## Material provided

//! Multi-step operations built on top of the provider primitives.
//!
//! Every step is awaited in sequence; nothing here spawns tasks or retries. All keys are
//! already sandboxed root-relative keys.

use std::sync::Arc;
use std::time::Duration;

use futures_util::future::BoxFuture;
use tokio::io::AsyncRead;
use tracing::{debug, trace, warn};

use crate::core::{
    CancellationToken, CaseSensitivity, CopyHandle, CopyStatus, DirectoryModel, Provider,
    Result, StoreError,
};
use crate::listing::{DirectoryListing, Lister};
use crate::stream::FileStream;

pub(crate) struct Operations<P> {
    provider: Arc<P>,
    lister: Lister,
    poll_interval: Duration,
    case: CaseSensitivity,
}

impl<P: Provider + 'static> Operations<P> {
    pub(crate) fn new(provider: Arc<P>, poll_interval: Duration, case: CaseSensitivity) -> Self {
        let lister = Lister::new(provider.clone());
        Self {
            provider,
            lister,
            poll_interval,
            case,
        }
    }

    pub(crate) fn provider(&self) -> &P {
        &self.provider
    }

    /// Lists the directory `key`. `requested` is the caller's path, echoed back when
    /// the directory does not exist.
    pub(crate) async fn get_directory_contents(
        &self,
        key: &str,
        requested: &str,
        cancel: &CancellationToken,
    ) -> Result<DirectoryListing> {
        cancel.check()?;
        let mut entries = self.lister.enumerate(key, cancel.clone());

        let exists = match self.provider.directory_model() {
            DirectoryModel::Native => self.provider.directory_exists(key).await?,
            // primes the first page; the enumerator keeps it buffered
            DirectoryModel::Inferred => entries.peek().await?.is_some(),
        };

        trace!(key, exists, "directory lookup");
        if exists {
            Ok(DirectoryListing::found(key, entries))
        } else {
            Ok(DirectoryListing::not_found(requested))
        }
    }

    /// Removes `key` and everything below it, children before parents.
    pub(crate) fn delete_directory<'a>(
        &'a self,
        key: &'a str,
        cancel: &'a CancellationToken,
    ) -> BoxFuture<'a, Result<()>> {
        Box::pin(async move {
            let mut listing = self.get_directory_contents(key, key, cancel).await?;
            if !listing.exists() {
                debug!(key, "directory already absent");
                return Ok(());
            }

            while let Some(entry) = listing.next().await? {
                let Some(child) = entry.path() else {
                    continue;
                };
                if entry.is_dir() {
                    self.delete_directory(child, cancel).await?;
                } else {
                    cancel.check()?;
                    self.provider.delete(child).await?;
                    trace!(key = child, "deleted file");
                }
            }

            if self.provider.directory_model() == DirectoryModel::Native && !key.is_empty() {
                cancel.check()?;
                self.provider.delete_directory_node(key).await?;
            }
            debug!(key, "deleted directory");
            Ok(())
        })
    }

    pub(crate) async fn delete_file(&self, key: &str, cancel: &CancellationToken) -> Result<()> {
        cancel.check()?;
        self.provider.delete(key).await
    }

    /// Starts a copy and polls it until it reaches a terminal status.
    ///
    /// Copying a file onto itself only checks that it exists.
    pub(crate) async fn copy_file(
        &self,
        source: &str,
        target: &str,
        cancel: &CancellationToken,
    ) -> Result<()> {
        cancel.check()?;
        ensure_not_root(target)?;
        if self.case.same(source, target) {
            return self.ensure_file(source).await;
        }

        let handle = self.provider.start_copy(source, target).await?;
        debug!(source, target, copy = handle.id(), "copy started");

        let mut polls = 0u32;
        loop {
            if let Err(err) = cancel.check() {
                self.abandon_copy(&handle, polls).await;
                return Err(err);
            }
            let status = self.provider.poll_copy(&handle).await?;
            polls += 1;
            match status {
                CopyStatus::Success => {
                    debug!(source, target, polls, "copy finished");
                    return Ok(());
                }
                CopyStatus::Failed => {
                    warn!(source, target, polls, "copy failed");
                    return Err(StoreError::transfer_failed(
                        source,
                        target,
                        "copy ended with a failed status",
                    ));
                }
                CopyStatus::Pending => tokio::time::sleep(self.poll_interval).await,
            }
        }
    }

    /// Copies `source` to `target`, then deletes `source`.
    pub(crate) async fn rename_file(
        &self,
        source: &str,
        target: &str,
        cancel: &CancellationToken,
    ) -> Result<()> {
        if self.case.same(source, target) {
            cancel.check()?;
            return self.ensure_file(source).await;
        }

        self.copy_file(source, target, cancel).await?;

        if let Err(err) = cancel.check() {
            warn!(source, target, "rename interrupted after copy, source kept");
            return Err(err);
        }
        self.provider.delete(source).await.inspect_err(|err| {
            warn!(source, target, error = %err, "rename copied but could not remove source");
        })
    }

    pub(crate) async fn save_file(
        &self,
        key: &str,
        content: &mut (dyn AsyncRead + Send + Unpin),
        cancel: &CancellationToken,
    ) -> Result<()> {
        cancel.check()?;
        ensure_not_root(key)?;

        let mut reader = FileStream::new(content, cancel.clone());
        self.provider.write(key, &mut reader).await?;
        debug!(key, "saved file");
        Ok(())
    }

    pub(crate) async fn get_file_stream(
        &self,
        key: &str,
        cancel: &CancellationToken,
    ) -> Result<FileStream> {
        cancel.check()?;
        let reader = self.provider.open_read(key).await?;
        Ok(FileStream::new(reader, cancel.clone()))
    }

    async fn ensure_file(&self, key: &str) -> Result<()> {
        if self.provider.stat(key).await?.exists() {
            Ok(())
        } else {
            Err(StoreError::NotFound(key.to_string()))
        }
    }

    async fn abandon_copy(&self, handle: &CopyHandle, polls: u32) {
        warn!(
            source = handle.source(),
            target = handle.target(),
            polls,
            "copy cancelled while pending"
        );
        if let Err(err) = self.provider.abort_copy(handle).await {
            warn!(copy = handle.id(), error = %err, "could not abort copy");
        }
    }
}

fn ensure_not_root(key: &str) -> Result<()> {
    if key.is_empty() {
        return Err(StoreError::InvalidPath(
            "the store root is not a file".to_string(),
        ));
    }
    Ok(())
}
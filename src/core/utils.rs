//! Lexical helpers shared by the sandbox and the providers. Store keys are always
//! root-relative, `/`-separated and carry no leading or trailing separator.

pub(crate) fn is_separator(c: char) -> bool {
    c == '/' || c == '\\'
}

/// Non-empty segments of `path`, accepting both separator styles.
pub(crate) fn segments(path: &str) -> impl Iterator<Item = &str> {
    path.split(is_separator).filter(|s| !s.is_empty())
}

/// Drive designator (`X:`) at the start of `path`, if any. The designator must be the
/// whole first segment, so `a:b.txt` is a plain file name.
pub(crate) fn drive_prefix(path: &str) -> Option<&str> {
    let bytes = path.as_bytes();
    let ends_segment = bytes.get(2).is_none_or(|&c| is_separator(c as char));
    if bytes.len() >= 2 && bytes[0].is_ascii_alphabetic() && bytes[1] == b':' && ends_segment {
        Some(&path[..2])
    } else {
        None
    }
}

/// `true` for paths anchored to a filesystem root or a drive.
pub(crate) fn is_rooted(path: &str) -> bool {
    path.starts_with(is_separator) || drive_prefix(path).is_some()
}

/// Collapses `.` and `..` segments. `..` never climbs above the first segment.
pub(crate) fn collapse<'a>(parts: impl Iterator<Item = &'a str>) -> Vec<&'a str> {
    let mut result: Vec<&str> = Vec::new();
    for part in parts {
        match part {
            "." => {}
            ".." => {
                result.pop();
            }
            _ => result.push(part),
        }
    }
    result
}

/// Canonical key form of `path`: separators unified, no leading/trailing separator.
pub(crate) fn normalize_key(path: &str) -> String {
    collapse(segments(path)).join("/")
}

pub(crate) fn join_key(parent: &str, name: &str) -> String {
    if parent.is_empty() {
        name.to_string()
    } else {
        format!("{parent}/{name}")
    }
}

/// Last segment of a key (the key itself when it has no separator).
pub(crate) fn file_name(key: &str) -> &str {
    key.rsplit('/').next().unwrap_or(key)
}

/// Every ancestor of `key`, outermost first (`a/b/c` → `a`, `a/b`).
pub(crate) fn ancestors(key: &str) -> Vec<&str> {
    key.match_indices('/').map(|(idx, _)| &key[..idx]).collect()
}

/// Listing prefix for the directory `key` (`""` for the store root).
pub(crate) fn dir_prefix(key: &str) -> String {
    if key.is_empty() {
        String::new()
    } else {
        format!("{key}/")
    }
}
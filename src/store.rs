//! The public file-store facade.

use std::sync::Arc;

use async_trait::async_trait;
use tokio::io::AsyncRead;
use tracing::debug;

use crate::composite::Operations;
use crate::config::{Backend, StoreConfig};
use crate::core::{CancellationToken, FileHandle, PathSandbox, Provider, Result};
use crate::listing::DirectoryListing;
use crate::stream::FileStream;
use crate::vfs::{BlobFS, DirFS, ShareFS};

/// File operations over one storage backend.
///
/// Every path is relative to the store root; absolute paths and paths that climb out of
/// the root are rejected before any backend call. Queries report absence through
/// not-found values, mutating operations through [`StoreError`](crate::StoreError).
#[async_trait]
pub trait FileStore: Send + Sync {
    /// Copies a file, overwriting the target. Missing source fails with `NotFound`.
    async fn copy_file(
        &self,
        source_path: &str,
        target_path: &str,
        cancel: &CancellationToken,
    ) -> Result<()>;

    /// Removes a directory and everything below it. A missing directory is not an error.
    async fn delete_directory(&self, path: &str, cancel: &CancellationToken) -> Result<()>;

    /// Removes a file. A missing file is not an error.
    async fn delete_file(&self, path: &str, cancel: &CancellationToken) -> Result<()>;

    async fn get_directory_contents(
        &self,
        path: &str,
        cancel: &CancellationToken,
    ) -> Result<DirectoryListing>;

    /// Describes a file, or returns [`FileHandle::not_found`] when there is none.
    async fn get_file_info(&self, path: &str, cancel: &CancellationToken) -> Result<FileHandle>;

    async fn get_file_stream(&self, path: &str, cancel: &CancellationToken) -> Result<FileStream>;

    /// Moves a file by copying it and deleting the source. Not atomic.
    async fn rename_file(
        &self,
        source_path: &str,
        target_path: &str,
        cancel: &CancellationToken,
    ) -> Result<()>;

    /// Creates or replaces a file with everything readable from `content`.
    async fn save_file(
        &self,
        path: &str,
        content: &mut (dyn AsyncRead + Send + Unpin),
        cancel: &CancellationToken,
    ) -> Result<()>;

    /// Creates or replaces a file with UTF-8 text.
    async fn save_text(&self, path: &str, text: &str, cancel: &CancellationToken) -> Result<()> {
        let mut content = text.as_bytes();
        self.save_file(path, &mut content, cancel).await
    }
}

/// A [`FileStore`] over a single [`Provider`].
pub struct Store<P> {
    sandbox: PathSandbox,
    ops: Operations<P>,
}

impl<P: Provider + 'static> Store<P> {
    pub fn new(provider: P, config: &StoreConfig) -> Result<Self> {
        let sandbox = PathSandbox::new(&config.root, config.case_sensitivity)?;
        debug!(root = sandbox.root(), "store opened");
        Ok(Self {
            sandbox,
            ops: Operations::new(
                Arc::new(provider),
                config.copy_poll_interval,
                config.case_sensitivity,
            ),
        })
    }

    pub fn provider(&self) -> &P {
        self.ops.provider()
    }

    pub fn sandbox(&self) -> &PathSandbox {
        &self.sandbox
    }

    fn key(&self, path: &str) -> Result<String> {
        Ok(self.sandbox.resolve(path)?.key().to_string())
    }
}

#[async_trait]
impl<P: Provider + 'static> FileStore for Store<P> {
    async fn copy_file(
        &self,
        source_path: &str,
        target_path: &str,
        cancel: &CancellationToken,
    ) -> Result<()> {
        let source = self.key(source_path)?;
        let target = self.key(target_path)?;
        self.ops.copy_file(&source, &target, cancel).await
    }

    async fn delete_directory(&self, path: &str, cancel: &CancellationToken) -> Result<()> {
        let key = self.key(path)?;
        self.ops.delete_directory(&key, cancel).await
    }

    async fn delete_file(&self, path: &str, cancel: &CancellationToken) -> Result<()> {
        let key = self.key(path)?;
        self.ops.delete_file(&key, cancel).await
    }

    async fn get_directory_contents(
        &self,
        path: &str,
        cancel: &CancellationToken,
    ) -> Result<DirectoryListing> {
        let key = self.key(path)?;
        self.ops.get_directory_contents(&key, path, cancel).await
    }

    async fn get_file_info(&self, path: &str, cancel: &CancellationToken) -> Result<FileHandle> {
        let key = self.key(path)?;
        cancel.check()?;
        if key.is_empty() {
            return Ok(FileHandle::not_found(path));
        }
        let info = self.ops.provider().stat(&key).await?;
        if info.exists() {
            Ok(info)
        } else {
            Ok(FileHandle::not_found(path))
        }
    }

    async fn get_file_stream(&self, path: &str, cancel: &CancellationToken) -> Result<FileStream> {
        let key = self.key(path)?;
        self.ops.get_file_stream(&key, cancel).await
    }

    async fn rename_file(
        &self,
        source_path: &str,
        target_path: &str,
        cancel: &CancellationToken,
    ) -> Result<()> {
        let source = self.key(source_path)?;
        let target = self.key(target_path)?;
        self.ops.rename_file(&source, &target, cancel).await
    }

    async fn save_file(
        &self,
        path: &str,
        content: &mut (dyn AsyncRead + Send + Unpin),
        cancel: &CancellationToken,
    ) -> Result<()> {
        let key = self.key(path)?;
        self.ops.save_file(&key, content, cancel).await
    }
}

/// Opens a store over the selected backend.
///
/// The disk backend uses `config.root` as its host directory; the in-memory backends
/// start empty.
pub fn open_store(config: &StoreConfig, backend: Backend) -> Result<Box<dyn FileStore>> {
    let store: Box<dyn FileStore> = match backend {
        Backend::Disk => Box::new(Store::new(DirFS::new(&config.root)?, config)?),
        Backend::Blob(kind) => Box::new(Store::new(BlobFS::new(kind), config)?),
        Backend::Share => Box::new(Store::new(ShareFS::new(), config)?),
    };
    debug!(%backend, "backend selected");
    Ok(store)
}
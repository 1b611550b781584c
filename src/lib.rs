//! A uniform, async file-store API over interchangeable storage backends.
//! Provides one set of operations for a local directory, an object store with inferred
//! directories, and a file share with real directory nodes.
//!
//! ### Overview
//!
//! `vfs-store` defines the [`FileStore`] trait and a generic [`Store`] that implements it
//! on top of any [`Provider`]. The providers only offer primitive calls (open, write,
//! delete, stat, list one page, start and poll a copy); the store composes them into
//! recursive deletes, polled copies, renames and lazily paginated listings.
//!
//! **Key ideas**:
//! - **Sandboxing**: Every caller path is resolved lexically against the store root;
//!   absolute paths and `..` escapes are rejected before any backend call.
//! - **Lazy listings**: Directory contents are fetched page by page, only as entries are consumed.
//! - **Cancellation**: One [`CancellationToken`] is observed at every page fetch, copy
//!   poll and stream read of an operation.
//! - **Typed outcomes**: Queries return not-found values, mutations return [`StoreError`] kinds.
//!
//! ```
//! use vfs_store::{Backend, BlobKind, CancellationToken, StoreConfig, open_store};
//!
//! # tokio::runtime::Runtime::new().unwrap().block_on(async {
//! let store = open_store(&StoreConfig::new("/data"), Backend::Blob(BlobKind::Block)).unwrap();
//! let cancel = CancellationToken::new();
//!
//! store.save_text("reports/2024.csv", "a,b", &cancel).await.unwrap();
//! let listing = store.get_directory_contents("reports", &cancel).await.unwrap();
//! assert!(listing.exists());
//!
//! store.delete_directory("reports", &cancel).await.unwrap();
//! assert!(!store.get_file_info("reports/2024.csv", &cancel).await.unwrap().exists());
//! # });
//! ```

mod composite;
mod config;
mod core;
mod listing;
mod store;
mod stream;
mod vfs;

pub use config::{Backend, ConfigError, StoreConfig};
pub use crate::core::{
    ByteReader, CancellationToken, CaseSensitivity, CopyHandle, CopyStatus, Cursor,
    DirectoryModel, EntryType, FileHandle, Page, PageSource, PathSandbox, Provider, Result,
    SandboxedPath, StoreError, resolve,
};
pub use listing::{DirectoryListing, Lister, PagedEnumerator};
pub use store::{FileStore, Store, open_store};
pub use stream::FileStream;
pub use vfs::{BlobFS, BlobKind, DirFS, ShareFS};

## Task description
Would you print exactly and only the lines of the material above that run from the line with "pub(crate) fn is_separator(c: char)" through the line with "pub(crate) fn drive_prefix(path: &str)", both included?

## Answer for the task
pub(crate) fn is_separator(c: char) -> bool {
    c == '/' || c == '\\'
}

/// Non-empty segments of `path`, accepting both separator styles.
pub(crate) fn segments(path: &str) -> impl Iterator<Item = &str> {
    path.split(is_separator).filter(|s| !s.is_empty())
}

/// Drive designator (`X:`) at the start of `path`, if any. The designator must be the
/// whole first segment, so `a:b.txt` is a plain file name.
pub(crate) fn drive_prefix(path: &str) -> Option<&str> {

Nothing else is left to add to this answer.